What this task involves - Nothing in the data should be left out or altered when it is retyped.

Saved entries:
[Start of section]

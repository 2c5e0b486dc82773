// SPDX-License-Identifier: Apache-2.0
// Copyright 2025 itsakeyfut
//
// Licensed under the Apache License, Version 2.0 (the "License");
// you may not use this file except in compliance with the License.
// You may obtain a copy of the License at
//
//     http://www.apache.org/licenses/LICENSE-2.0
//
// Unless required by applicable law or agreed to in writing, software
// distributed under the License is distributed on an "AS IS" BASIS,
// WITHOUT WARRANTIES OR CONDITIONS OF ANY KIND, either express or implied.
// See the License for the specific language governing permissions and
// limitations under the License.

//! Quarter-wave sine table
//!
//! The library stores one quarter period of the sine wave: 1025 samples
//! covering angles `0..=0x400` at Q12 scale. The other three quadrants are
//! reconstructed by folding (see [`SineTable::sin_1`]).
//!
//! Two table sources are supported:
//! - [`SineTable::generate`]: recomputed from `f64::sin`, rounded to nearest
//! - [`SineTable::from_le_bytes`] / [`SineTable::load`]: a legacy table asset
//!   dumped from the original library as 1025 little-endian `i16` values
//!
//! The two are not guaranteed to be bitwise identical. Games whose logic
//! depends on exact `rsin` output should load the legacy asset.

use std::f64::consts::TAU;
use std::path::Path;

use super::{HALF_TURN, ONE, ONE_TURN, QUARTER_TURN, THREE_QUARTER_TURN};
use crate::core::error::{MathError, Result};

/// Number of entries in the quarter-wave table (`0..=0x400`)
pub const TABLE_LEN: usize = QUARTER_TURN as usize + 1;

/// Size in bytes of a serialized table asset
pub const TABLE_BYTES: usize = TABLE_LEN * 2;

/// Immutable quarter-wave sine table
#[derive(Debug, Clone, PartialEq, Eq)]
pub struct SineTable {
    samples: Box<[i16; TABLE_LEN]>,
}

impl SineTable {
    /// Build the recomputed table: `round(4096 * sin(i * 2π / 4096))`
    ///
    /// # Example
    ///
    /// ```
    /// use psyq_math::core::trig::SineTable;
    ///
    /// let table = SineTable::generate();
    /// assert_eq!(table.get(0), 0);
    /// assert_eq!(table.get(0x400), 4096);
    /// ```
    pub fn generate() -> Self {
        let mut samples = Box::new([0i16; TABLE_LEN]);
        for (i, sample) in samples.iter_mut().enumerate() {
            let radians = i as f64 * TAU / ONE_TURN as f64;
            *sample = (radians.sin() * ONE as f64).round() as i16;
        }

        Self { samples }
    }

    /// Parse a legacy table asset (1025 little-endian `i16` samples)
    ///
    /// The table is validated before use:
    /// - exactly [`TABLE_BYTES`] bytes
    /// - `table[0] == 0`
    /// - samples never decrease across the quarter wave
    /// - `table[0x400]` is a positive peak
    pub fn from_le_bytes(data: &[u8]) -> Result<Self> {
        if data.len() != TABLE_BYTES {
            return Err(MathError::InvalidTableSize {
                expected: TABLE_BYTES,
                got: data.len(),
            });
        }

        let mut samples = Box::new([0i16; TABLE_LEN]);
        for (sample, bytes) in samples.iter_mut().zip(data.chunks_exact(2)) {
            *sample = i16::from_le_bytes([bytes[0], bytes[1]]);
        }

        let table = Self { samples };
        table.validate()?;
        Ok(table)
    }

    /// Load and validate a legacy table asset from disk
    pub fn load<P: AsRef<Path>>(path: P) -> Result<Self> {
        let path = path.as_ref();
        let data = std::fs::read(path)?;
        let table = Self::from_le_bytes(&data)?;

        log::debug!(
            "Loaded sine table from {} (peak {})",
            path.display(),
            table.peak()
        );

        Ok(table)
    }

    /// Serialize the table in the legacy asset format
    pub fn to_le_bytes(&self) -> Vec<u8> {
        self.samples
            .iter()
            .flat_map(|sample| sample.to_le_bytes())
            .collect()
    }

    /// Quarter-wave peak (`table[0x400]`)
    #[inline(always)]
    pub fn peak(&self) -> i16 {
        self.samples[TABLE_LEN - 1]
    }

    /// Raw sample at `index`
    ///
    /// # Panics
    ///
    /// Panics if `index > 0x400`.
    #[inline(always)]
    pub fn get(&self, index: usize) -> i16 {
        self.samples[index]
    }

    /// All 1025 samples
    pub fn as_slice(&self) -> &[i16] {
        &self.samples[..]
    }

    /// Unsigned core of `rsin`
    ///
    /// Folds a 12-bit angle onto the stored quarter wave:
    ///
    /// ```text
    /// Quadrant | Angle range       | Result
    /// ---------|-------------------|-------------------------
    /// 0        | [0x000, 0x400]    |  table[a]
    /// 1        | (0x400, 0x800]    |  table[0x800 - a]
    /// 2        | (0x800, 0xC00]    | -table[a - 0x800]
    /// 3        | (0xC00, 0x1000)   | -table[0x1000 - a]
    /// ```
    ///
    /// Only the low 12 bits of `angle` are used.
    #[inline]
    pub fn sin_1(&self, angle: i32) -> i16 {
        let a = angle & (ONE_TURN - 1);

        if a <= QUARTER_TURN {
            self.samples[a as usize]
        } else if a <= HALF_TURN {
            self.samples[(HALF_TURN - a) as usize]
        } else if a <= THREE_QUARTER_TURN {
            self.samples[(a - HALF_TURN) as usize].wrapping_neg()
        } else {
            self.samples[(ONE_TURN - a) as usize].wrapping_neg()
        }
    }

    /// Fixed-point sine of `angle` (4096 units per turn)
    ///
    /// Negative angles use odd symmetry: the magnitude is folded and the
    /// result negated. Any `i32` is accepted; out-of-range angles wrap.
    #[inline]
    pub fn rsin(&self, angle: i32) -> i16 {
        if angle < 0 {
            // i32::MIN negates to itself, which masks to 0
            self.sin_1(angle.wrapping_neg() & (ONE_TURN - 1))
                .wrapping_neg()
        } else {
            self.sin_1(angle & (ONE_TURN - 1))
        }
    }

    /// Fixed-point cosine of `angle` (4096 units per turn)
    ///
    /// Cosine is even, so the sign of `angle` is dropped before shifting by
    /// a quarter turn onto the sine table.
    #[inline]
    pub fn rcos(&self, angle: i32) -> i16 {
        let a = angle.wrapping_abs() & (ONE_TURN - 1);
        self.sin_1((a + QUARTER_TURN) & (ONE_TURN - 1))
    }

    fn validate(&self) -> Result<()> {
        if self.samples[0] != 0 {
            return Err(MathError::InvalidTable(format!(
                "table[0] must be 0, found {}",
                self.samples[0]
            )));
        }

        if self.peak() <= 0 {
            return Err(MathError::InvalidTable(format!(
                "peak table[0x400] must be positive, found {}",
                self.peak()
            )));
        }

        if let Some(index) = self.samples.windows(2).position(|w| w[1] < w[0]) {
            return Err(MathError::InvalidTable(format!(
                "samples decrease at index 0x{:03X} ({} -> {})",
                index + 1,
                self.samples[index],
                self.samples[index + 1]
            )));
        }

        Ok(())
    }
}

impl Default for SineTable {
    fn default() -> Self {
        Self::generate()
    }
}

[End of section]

Task result -
repository 2c5e0b486dc82773
// SPDX-License-Identifier: Apache-2.0
// Copyright 2025 itsakeyfut
//
// Licensed under the Apache License, Version 2.0 (the "License");
// you may not use this file except in compliance with the License.
// You may obtain a copy of the License at
//
//     http://www.apache.org/licenses/LICENSE-2.0
//
// Unless required by applicable law or agreed to in writing, software
// distributed under the License is distributed on an "AS IS" BASIS,
// WITHOUT WARRANTIES OR CONDITIONS OF ANY KIND, either express or implied.
// See the License for the specific language governing permissions and
// limitations under the License.

//! Quarter-wave sine table
//!
//! The library stores one quarter period of the sine wave: 1025 samples
//! covering angles `0..=0x400` at Q12 scale. The other three quadrants are
//! reconstructed by folding (see [`SineTable::sin_1`]).
//!
//! Two table sources are supported:
//! - [`SineTable::generate`]: recomputed from `f64::sin`, rounded to nearest
//! - [`SineTable::from_le_bytes`] / [`SineTable::load`]: a legacy table asset
//!   dumped from the original library as 1025 little-endian `i16` values
//!
//! The two are not guaranteed to be bitwise identical. Games whose logic
//! depends on exact `rsin` output should load the legacy asset.

use std::f64::consts::TAU;
use std::path::Path;

use super::{HALF_TURN, ONE, ONE_TURN, QUARTER_TURN, THREE_QUARTER_TURN};
use crate::core::error::{MathError, Result};

/// Number of entries in the quarter-wave table (`0..=0x400`)
pub const TABLE_LEN: usize = QUARTER_TURN as usize + 1;

/// Size in bytes of a serialized table asset
pub const TABLE_BYTES: usize = TABLE_LEN * 2;

/// Immutable quarter-wave sine table
#[derive(Debug, Clone, PartialEq, Eq)]
pub struct SineTable {
    samples: Box<[i16; TABLE_LEN]>,
}

impl SineTable {
    /// Build the recomputed table: `round(4096 * sin(i * 2π / 4096))`
    ///
    /// # Example
    ///
    /// ```
    /// use psyq_math::core::trig::SineTable;
    ///
    /// let table = SineTable::generate();
    /// assert_eq!(table.get(0), 0);
    /// assert_eq!(table.get(0x400), 4096);
    /// ```
    pub fn generate() -> Self {
        let mut samples = Box::new([0i16; TABLE_LEN]);
        for (i, sample) in samples.iter_mut().enumerate() {
            let radians = i as f64 * TAU / ONE_TURN as f64;
            *sample = (radians.sin() * ONE as f64).round() as i16;
        }

        Self { samples }
    }

    /// Parse a legacy table asset (1025 little-endian `i16` samples)
    ///
    /// The table is validated before use:
    /// - exactly [`TABLE_BYTES`] bytes
    /// - `table[0] == 0`
    /// - samples never decrease across the quarter wave
    /// - `table[0x400]` is a positive peak
    pub fn from_le_bytes(data: &[u8]) -> Result<Self> {
        if data.len() != TABLE_BYTES {
            return Err(MathError::InvalidTableSize {
                expected: TABLE_BYTES,
                got: data.len(),
            });
        }

        let mut samples = Box::new([0i16; TABLE_LEN]);
        for (sample, bytes) in samples.iter_mut().zip(data.chunks_exact(2)) {
            *sample = i16::from_le_bytes([bytes[0], bytes[1]]);
        }

        let table = Self { samples };
        table.validate()?;
        Ok(table)
    }

    /// Load and validate a legacy table asset from disk
    pub fn load<P: AsRef<Path>>(path: P) -> Result<Self> {
        let path = path.as_ref();
        let data = std::fs::read(path)?;
        let table = Self::from_le_bytes(&data)?;

        log::debug!(
            "Loaded sine table from {} (peak {})",
            path.display(),
            table.peak()
        );

        Ok(table)
    }

    /// Serialize the table in the legacy asset format
    pub fn to_le_bytes(&self) -> Vec<u8> {
        self.samples
            .iter()
            .flat_map(|sample| sample.to_le_bytes())
            .collect()
    }

    /// Quarter-wave peak (`table[0x400]`)
    #[inline(always)]
    pub fn peak(&self) -> i16 {
        self.samples[TABLE_LEN - 1]
    }

    /// Raw sample at `index`
    ///
    /// # Panics
    ///
    /// Panics if `index > 0x400`.
    #[inline(always)]
    pub fn get(&self, index: usize) -> i16 {
        self.samples[index]
    }

    /// All 1025 samples
    pub fn as_slice(&self) -> &[i16] {
        &self.samples[..]
    }

    /// Unsigned core of `rsin`
    ///
    /// Folds a 12-bit angle onto the stored quarter wave:
    ///
    /// ```text
    /// Quadrant | Angle range       | Result
    /// ---------|-------------------|-------------------------
    /// 0        | [0x000, 0x400]    |  table[a]
    /// 1        | (0x400, 0x800]    |  table[0x800 - a]
    /// 2        | (0x800, 0xC00]    | -table[a - 0x800]
    /// 3        | (0xC00, 0x1000)   | -table[0x1000 - a]
    /// ```
    ///
    /// Only the low 12 bits of `angle` are used.
    #[inline]
    pub fn sin_1(&self, angle: i32) -> i16 {
        let a = angle & (ONE_TURN - 1);

        if a <= QUARTER_TURN {
            self.samples[a as usize]
        } else if a <= HALF_TURN {
            self.samples[(HALF_TURN - a) as usize]
        } else if a <= THREE_QUARTER_TURN {
            self.samples[(a - HALF_TURN) as usize].wrapping_neg()
        } else {
            self.samples[(ONE_TURN - a) as usize].wrapping_neg()
        }
    }

    /// Fixed-point sine of `angle` (4096 units per turn)
    ///
    /// Negative angles use odd symmetry: the magnitude is folded and the
    /// result negated. Any `i32` is accepted; out-of-range angles wrap.
    #[inline]
    pub fn rsin(&self, angle: i32) -> i16 {
        if angle < 0 {
            // i32::MIN negates to itself, which masks to 0
            self.sin_1(angle.wrapping_neg() & (ONE_TURN - 1))
                .wrapping_neg()
        } else {
            self.sin_1(angle & (ONE_TURN - 1))
        }
    }

    /// Fixed-point cosine of `angle` (4096 units per turn)
    ///
    /// Cosine is even, so the sign of `angle` is dropped before shifting by
    /// a quarter turn onto the sine table.
    #[inline]
    pub fn rcos(&self, angle: i32) -> i16 {
        let a = angle.wrapping_abs() & (ONE_TURN - 1);
        self.sin_1((a + QUARTER_TURN) & (ONE_TURN - 1))
    }

    fn validate(&self) -> Result<()> {
        if self.samples[0] != 0 {
            return Err(MathError::InvalidTable(format!(
                "table[0] must be 0, found {}",
                self.samples[0]
            )));
        }

        if self.peak() <= 0 {
            return Err(MathError::InvalidTable(format!(
                "peak table[0x400] must be positive, found {}",
                self.peak()
            )));
        }

        if let Some(index) = self.samples.windows(2).position(|w| w[1] < w[0]) {
            return Err(MathError::InvalidTable(format!(
                "samples decrease at index 0x{:03X} ({} -> {})",
                index + 1,
                self.samples[index],
                self.samples[index + 1]
            )));
        }

        Ok(())
    }
}

impl Default for SineTable {
    fn default() -> Self {
        Self::generate()
    }
}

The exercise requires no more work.